La procédure AML comprend à la fois l’identification, le stockage et l’échange d’informations (sur les utilisateurs, leurs revenus, leurs transactions) entre les organisations et les agences. AML montre essentiellement l’historique des transactions d’un utilisateur dans la blockchain qui ne peut pas être altérée ou falsifiée, ce qui signifie qu’il s’agit d’un outil plus fiable pour se protéger contre les activités illégales. Un autre avantage de cette procédure est que le scoring AML est automatique et que l’utilisateur n’y participe pas. Parfois, la procédure AML est appelée KYT (know your transaction).

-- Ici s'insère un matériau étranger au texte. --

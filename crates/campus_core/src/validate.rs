//! Input checks for callers.
//!
//! The registry accepts any score, credit-hour count or name. Forms and
//! command-line front ends use these helpers to reject bad input before it
//! reaches the registry.

use std::fmt;

/// Lowest accepted score.
pub const MIN_SCORE: f64 = 0.0;
/// Highest accepted score.
pub const MAX_SCORE: f64 = 4.0;

/// A rejected input value.
#[derive(Debug, Clone, PartialEq, Eq)]
pub struct Invalid {
    /// Name of the field.
    pub field: &'static str,
    /// Why the value was rejected.
    pub reason: String,
}

impl fmt::Display for Invalid {
    fn fmt(&self, f: &mut fmt::Formatter<'_>) -> fmt::Result {
        write!(f, "{}: {}", self.field, self.reason)
    }
}

impl std::error::Error for Invalid {}

fn invalid(field: &'static str, reason: impl Into<String>) -> Invalid {
    Invalid {
        field,
        reason: reason.into(),
    }
}

/// Checks that `value` is a finite score between 0.0 and 4.0.
///
/// # Errors
///
/// Returns `Invalid` for anything outside the range, or NaN.
pub fn score(value: f64) -> Result<f64, Invalid> {
    if (MIN_SCORE..=MAX_SCORE).contains(&value) {
        Ok(value)
    } else {
        Err(invalid("score", format!("{value} is outside {MIN_SCORE}..={MAX_SCORE}")))
    }
}

/// Checks that a course carries at least one credit hour.
///
/// # Errors
///
/// Returns `Invalid` for zero.
pub fn credit_hours(value: u32) -> Result<u32, Invalid> {
    if value == 0 {
        Err(invalid("credit hours", "must be at least 1"))
    } else {
        Ok(value)
    }
}

/// Checks that a required text field is not blank and returns it trimmed.
///
/// # Errors
///
/// Returns `Invalid` for empty or whitespace-only text.
pub fn required<'a>(field: &'static str, value: &'a str) -> Result<&'a str, Invalid> {
    let trimmed = value.trim();
    if trimmed.is_empty() {
        Err(invalid(field, "is required"))
    } else {
        Ok(trimmed)
    }
}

Les deux procédures sont réalisées à l’aide d’un logiciel spécial. Le logiciel KYC est similaire à la collecte d’informations pour compiler une base de données. AML- le logiciel utilise plutôt une variété d’algorithmes pour relier la base de données KYC (et d’autres sources d’information) à toutes les adresses de portefeuilles dans la blockchain. Cela forme la base de données AML, qui est constamment mise à jour au fur et à mesure que les portefeuilles de crypto-monnaies (nouvelles entrées dans la blockchain) et les informations sur leurs propriétaires sont mises à jour. La construction, la mise à jour et l’analyse de la base de données AML est une tâche complexe car, outre la profondeur et le nombre de liens dans cette base de données, il existe différents nombres de participants qui, pour simplifier, sont regroupés en “clusters”. Chaque cluster se voit attribuer un risque conditionnel d’être impliqué dans une activité illégale, exprimé en pourcentage.

KYC et AML

Il convient de noter que, bien que les procédures KYC et AML soient indépendantes l’une de l’autre, leurs outils peuvent être utilisés en parallèle – les bourses en sont un exemple, la plupart d’entre elles ayant recours à la procédure KYC. Mais au lieu de collecter un grand nombre d’informations personnelles pour suivre les flux financiers et mettre fin aux activités illégales, il est beaucoup plus efficace d’utiliser les outils AML, qui vérifient les adresses des crypto-monnaies à l’entrée. En conséquence, l’utilisateur préserve à la fois sa vie privée et l’intégrité de ses crypto-actifs, car les fonds suspects ne peuvent pas entrer dans son portefeuille. Et en même temps, la crypto-monnaie illégale reste en possession du propriétaire, évitant le transfert et le blocage ultérieur sur l’échange. AMLBot est un exemple d’outils AML.

En conclusion, l’objectif de la LBC est d’éradiquer le financement du terrorisme par le secteur financier. Comme ces réglementations AML sont encore nouvelles, les gouvernements et les régulateurs travaillent toujours sur le blanchiment d’argent et publient de nouvelles réglementations qui pourraient être mises en œuvre sur le marché cryptographique. Cela permettra de lutter contre toutes les formes de mal qui pourraient survenir et de maintenir l’intégrité des crypto-monnaies.